Pick out every line in the data below that holds "RpcMethod".

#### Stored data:
▶
//! Sending chat messages to an agent.
//!
//! One [`SessionDriver::send`] call walks a message through building the
//! JSON-RPC envelope, dispatching it (as a single call or as a stream of
//! server-sent events), applying every frame to the agent's state in
//! arrival order, and finalizing the assistant message and request log.

use std::sync::Arc;
use std::time::Instant;

use a2ascope_common::{AgentId, Error, LogEntryId, MessageId, Result};
use chrono::Utc;
use futures::StreamExt;
use serde_json::{Value, json};
use tracing::{debug, info, instrument, warn};

use crate::a2a::client::{A2ATransport, Headers};
use crate::a2a::model::{AgentCard, JsonRpcRequest, RpcMethod, TaskState};
use crate::a2a::sse::SseFrame;
use crate::auth::{AgentAuthConfig, build_auth_headers, validate_auth};
use crate::chat::{
    ChatMessage, ChatRole, LogCompletion, LogStatus, MessageStatus, RpcLogEntry, TaskObservation,
};
use crate::extract::{extract_content, extract_display_text, protocol_body, protocol_error, state_fallback};
use crate::store::{AgentState, AgentStore, StoreEventKind};

const EMPTY_REPLY: &str = "The agent did not return any content.";

/// How one exchange ended.
#[derive(Debug, Clone)]
pub struct ExchangeOutcome {
    pub message_id: MessageId,
    pub log_id: LogEntryId,
    pub status: MessageStatus,
    pub content: String,
    pub streamed: bool,
}

impl ExchangeOutcome {
    pub fn is_error(&self) -> bool {
        self.status == MessageStatus::Error
    }
}

/// Everything read from the store before dispatch.
struct Prepared {
    card: AgentCard,
    auth: AgentAuthConfig,
    method: RpcMethod,
    url: Option<String>,
    context_id: Option<String>,
    active_task_id: Option<String>,
}

impl Prepared {
    fn read(state: &AgentState) -> Self {
        Self {
            card: state.card.clone(),
            auth: state.auth.clone(),
            method: state.method,
            url: state.endpoint_url().map(str::to_string),
            context_id: state.context_id.clone(),
            active_task_id: state.active_task_id.clone(),
        }
    }

    fn streaming(&self) -> bool {
        self.method == RpcMethod::MessageStream || self.card.supports_streaming()
    }
}

/// What applying one frame changed.
#[derive(Debug, Default)]
struct FrameEffect {
    state: Option<TaskState>,
    error: Option<String>,
}

/// Drives chat exchanges for every agent in a store.
pub struct SessionDriver<T> {
    transport: Arc<T>,
    store: Arc<AgentStore>,
}

impl<T> Clone for SessionDriver<T> {
    fn clone(&self) -> Self {
        Self {
            transport: Arc::clone(&self.transport),
            store: Arc::clone(&self.store),
        }
    }
}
◀
#### Answer for the task:
use crate::a2a::model::{AgentCard, JsonRpcRequest, RpcMethod, TaskState};
    method: RpcMethod,
        self.method == RpcMethod::MessageStream || self.card.supports_streaming()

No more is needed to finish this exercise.